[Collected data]

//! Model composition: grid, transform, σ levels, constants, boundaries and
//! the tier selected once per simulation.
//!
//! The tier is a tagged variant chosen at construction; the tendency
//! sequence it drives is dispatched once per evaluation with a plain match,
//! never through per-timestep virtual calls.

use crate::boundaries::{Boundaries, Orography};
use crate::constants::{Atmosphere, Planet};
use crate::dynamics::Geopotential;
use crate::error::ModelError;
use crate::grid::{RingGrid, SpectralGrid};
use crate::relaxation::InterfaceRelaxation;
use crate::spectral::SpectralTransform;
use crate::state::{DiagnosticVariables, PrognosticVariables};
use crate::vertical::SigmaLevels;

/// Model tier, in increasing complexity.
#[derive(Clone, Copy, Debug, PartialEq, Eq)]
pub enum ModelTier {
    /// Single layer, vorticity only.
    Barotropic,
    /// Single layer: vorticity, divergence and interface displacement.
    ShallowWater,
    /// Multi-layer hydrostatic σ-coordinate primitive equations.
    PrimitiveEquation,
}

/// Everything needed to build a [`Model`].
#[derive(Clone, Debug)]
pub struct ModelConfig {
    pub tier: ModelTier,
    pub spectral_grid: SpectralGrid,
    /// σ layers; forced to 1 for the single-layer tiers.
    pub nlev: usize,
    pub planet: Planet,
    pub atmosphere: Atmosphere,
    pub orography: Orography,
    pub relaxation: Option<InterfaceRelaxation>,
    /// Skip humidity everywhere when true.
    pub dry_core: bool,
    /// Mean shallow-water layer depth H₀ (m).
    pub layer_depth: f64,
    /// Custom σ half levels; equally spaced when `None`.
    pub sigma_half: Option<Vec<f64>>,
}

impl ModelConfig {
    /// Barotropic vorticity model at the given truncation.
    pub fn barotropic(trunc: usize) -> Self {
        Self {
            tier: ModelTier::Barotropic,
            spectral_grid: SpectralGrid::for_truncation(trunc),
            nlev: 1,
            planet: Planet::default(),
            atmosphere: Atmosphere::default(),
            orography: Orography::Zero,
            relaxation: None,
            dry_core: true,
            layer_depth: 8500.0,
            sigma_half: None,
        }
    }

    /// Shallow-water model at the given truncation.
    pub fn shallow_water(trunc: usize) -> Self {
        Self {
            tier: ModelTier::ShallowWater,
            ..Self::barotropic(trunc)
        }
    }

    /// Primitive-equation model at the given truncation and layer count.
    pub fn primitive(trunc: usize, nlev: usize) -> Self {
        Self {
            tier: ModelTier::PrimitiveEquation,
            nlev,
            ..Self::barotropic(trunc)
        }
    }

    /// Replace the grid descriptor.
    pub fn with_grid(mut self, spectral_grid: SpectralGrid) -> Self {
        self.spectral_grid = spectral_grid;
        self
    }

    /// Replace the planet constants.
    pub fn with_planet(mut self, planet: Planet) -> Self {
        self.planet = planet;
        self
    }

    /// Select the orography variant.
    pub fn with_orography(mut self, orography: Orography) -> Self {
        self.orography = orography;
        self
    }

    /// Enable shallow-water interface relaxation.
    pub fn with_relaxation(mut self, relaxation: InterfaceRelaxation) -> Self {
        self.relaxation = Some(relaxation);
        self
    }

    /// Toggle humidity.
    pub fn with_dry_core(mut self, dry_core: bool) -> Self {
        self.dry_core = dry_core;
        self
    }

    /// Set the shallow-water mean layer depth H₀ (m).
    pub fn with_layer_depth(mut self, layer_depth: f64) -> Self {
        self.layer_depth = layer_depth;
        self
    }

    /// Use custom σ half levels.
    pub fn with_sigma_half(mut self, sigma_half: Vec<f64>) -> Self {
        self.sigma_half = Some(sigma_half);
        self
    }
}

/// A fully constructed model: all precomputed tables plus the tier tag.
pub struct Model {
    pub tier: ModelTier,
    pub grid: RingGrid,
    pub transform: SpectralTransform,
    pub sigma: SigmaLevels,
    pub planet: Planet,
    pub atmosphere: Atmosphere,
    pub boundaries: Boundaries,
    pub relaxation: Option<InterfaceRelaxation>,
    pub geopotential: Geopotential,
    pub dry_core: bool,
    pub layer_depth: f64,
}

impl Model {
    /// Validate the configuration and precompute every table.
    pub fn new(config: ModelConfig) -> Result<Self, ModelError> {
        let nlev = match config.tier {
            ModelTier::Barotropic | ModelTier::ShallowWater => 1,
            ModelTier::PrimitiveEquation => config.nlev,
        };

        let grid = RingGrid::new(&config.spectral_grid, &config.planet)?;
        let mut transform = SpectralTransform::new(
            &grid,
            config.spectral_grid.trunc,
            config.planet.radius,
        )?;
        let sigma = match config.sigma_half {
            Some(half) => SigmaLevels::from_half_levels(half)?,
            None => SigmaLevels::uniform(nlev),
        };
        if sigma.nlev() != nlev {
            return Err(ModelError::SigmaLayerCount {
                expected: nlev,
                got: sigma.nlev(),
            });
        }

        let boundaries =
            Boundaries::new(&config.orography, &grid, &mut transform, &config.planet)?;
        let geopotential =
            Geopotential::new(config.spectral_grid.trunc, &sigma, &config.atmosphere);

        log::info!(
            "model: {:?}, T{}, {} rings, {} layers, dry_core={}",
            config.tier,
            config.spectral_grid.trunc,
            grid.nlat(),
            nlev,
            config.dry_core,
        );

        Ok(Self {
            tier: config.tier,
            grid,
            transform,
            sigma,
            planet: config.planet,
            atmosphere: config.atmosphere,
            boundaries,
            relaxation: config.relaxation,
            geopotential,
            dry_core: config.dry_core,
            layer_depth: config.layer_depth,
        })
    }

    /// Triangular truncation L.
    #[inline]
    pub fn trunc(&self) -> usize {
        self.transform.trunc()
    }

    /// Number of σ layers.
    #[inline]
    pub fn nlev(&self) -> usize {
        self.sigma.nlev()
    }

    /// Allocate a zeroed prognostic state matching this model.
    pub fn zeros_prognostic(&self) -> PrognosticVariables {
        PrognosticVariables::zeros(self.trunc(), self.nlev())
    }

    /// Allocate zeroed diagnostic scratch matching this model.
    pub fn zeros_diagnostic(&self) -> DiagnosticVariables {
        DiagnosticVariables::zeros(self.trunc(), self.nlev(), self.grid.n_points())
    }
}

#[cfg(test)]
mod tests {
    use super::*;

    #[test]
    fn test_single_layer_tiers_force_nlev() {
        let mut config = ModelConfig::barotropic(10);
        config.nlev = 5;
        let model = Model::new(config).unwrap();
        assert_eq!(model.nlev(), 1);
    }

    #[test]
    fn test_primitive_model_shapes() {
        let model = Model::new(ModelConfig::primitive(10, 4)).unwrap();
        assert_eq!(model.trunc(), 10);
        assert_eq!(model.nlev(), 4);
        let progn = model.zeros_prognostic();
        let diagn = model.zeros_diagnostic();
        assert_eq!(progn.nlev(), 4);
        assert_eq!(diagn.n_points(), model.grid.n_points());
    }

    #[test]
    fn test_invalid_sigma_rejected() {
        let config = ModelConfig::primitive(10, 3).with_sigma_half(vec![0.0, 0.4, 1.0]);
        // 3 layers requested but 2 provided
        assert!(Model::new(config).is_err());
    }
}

Exercise aim: The entries above must be retyped exactly, down to the last character.

Reply:
//! Model composition: grid, transform, σ levels, constants, boundaries and
//! the tier selected once per simulation.
//!
//! The tier is a tagged variant chosen at construction; the tendency
//! sequence it drives is dispatched once per evaluation with a plain match,
//! never through per-timestep virtual calls.

use crate::boundaries::{Boundaries, Orography};
use crate::constants::{Atmosphere, Planet};
use crate::dynamics::Geopotential;
use crate::error::ModelError;
use crate::grid::{RingGrid, SpectralGrid};
use crate::relaxation::InterfaceRelaxation;
use crate::spectral::SpectralTransform;
use crate::state::{DiagnosticVariables, PrognosticVariables};
use crate::vertical::SigmaLevels;

/// Model tier, in increasing complexity.
#[derive(Clone, Copy, Debug, PartialEq, Eq)]
pub enum ModelTier {
    /// Single layer, vorticity only.
    Barotropic,
    /// Single layer: vorticity, divergence and interface displacement.
    ShallowWater,
    /// Multi-layer hydrostatic σ-coordinate primitive equations.
    PrimitiveEquation,
}

/// Everything needed to build a [`Model`].
#[derive(Clone, Debug)]
pub struct ModelConfig {
    pub tier: ModelTier,
    pub spectral_grid: SpectralGrid,
    /// σ layers; forced to 1 for the single-layer tiers.
    pub nlev: usize,
    pub planet: Planet,
    pub atmosphere: Atmosphere,
    pub orography: Orography,
    pub relaxation: Option<InterfaceRelaxation>,
    /// Skip humidity everywhere when true.
    pub dry_core: bool,
    /// Mean shallow-water layer depth H₀ (m).
    pub layer_depth: f64,
    /// Custom σ half levels; equally spaced when `None`.
    pub sigma_half: Option<Vec<f64>>,
}

impl ModelConfig {
    /// Barotropic vorticity model at the given truncation.
    pub fn barotropic(trunc: usize) -> Self {
        Self {
            tier: ModelTier::Barotropic,
            spectral_grid: SpectralGrid::for_truncation(trunc),
            nlev: 1,
            planet: Planet::default(),
            atmosphere: Atmosphere::default(),
            orography: Orography::Zero,
            relaxation: None,
            dry_core: true,
            layer_depth: 8500.0,
            sigma_half: None,
        }
    }

    /// Shallow-water model at the given truncation.
    pub fn shallow_water(trunc: usize) -> Self {
        Self {
            tier: ModelTier::ShallowWater,
            ..Self::barotropic(trunc)
        }
    }

    /// Primitive-equation model at the given truncation and layer count.
    pub fn primitive(trunc: usize, nlev: usize) -> Self {
        Self {
            tier: ModelTier::PrimitiveEquation,
            nlev,
            ..Self::barotropic(trunc)
        }
    }

    /// Replace the grid descriptor.
    pub fn with_grid(mut self, spectral_grid: SpectralGrid) -> Self {
        self.spectral_grid = spectral_grid;
        self
    }

    /// Replace the planet constants.
    pub fn with_planet(mut self, planet: Planet) -> Self {
        self.planet = planet;
        self
    }

    /// Select the orography variant.
    pub fn with_orography(mut self, orography: Orography) -> Self {
        self.orography = orography;
        self
    }

    /// Enable shallow-water interface relaxation.
    pub fn with_relaxation(mut self, relaxation: InterfaceRelaxation) -> Self {
        self.relaxation = Some(relaxation);
        self
    }

    /// Toggle humidity.
    pub fn with_dry_core(mut self, dry_core: bool) -> Self {
        self.dry_core = dry_core;
        self
    }

    /// Set the shallow-water mean layer depth H₀ (m).
    pub fn with_layer_depth(mut self, layer_depth: f64) -> Self {
        self.layer_depth = layer_depth;
        self
    }

    /// Use custom σ half levels.
    pub fn with_sigma_half(mut self, sigma_half: Vec<f64>) -> Self {
        self.sigma_half = Some(sigma_half);
        self
    }
}

/// A fully constructed model: all precomputed tables plus the tier tag.
pub struct Model {
    pub tier: ModelTier,
    pub grid: RingGrid,
    pub transform: SpectralTransform,
    pub sigma: SigmaLevels,
    pub planet: Planet,
    pub atmosphere: Atmosphere,
    pub boundaries: Boundaries,
    pub relaxation: Option<InterfaceRelaxation>,
    pub geopotential: Geopotential,
    pub dry_core: bool,
    pub layer_depth: f64,
}

impl Model {
    /// Validate the configuration and precompute every table.
    pub fn new(config: ModelConfig) -> Result<Self, ModelError> {
        let nlev = match config.tier {
            ModelTier::Barotropic | ModelTier::ShallowWater => 1,
            ModelTier::PrimitiveEquation => config.nlev,
        };

        let grid = RingGrid::new(&config.spectral_grid, &config.planet)?;
        let mut transform = SpectralTransform::new(
            &grid,
            config.spectral_grid.trunc,
            config.planet.radius,
        )?;
        let sigma = match config.sigma_half {
            Some(half) => SigmaLevels::from_half_levels(half)?,
            None => SigmaLevels::uniform(nlev),
        };
        if sigma.nlev() != nlev {
            return Err(ModelError::SigmaLayerCount {
                expected: nlev,
                got: sigma.nlev(),
            });
        }

        let boundaries =
            Boundaries::new(&config.orography, &grid, &mut transform, &config.planet)?;
        let geopotential =
            Geopotential::new(config.spectral_grid.trunc, &sigma, &config.atmosphere);

        log::info!(
            "model: {:?}, T{}, {} rings, {} layers, dry_core={}",
            config.tier,
            config.spectral_grid.trunc,
            grid.nlat(),
            nlev,
            config.dry_core,
        );

        Ok(Self {
            tier: config.tier,
            grid,
            transform,
            sigma,
            planet: config.planet,
            atmosphere: config.atmosphere,
            boundaries,
            relaxation: config.relaxation,
            geopotential,
            dry_core: config.dry_core,
            layer_depth: config.layer_depth,
        })
    }

    /// Triangular truncation L.
    #[inline]
    pub fn trunc(&self) -> usize {
        self.transform.trunc()
    }

    /// Number of σ layers.
    #[inline]
    pub fn nlev(&self) -> usize {
        self.sigma.nlev()
    }

    /// Allocate a zeroed prognostic state matching this model.
    pub fn zeros_prognostic(&self) -> PrognosticVariables {
        PrognosticVariables::zeros(self.trunc(), self.nlev())
    }

    /// Allocate zeroed diagnostic scratch matching this model.
    pub fn zeros_diagnostic(&self) -> DiagnosticVariables {
        DiagnosticVariables::zeros(self.trunc(), self.nlev(), self.grid.n_points())
    }
}

#[cfg(test)]
mod tests {
    use super::*;

    #[test]
    fn test_single_layer_tiers_force_nlev() {
        let mut config = ModelConfig::barotropic(10);
        config.nlev = 5;
        let model = Model::new(config).unwrap();
        assert_eq!(model.nlev(), 1);
    }

    #[test]
    fn test_primitive_model_shapes() {
        let model = Model::new(ModelConfig::primitive(10, 4)).unwrap();
        assert_eq!(model.trunc(), 10);
        assert_eq!(model.nlev(), 4);
        let progn = model.zeros_prognostic();
        let diagn = model.zeros_diagnostic();
        assert_eq!(progn.nlev(), 4);
        assert_eq!(diagn.n_points(), model.grid.n_points());
    }

    #[test]
    fn test_invalid_sigma_rejected() {
        let config = ModelConfig::primitive(10, 3).with_sigma_half(vec![0.0, 0.4, 1.0]);
        // 3 layers requested but 2 provided
        assert!(Model::new(config).is_err());
    }
}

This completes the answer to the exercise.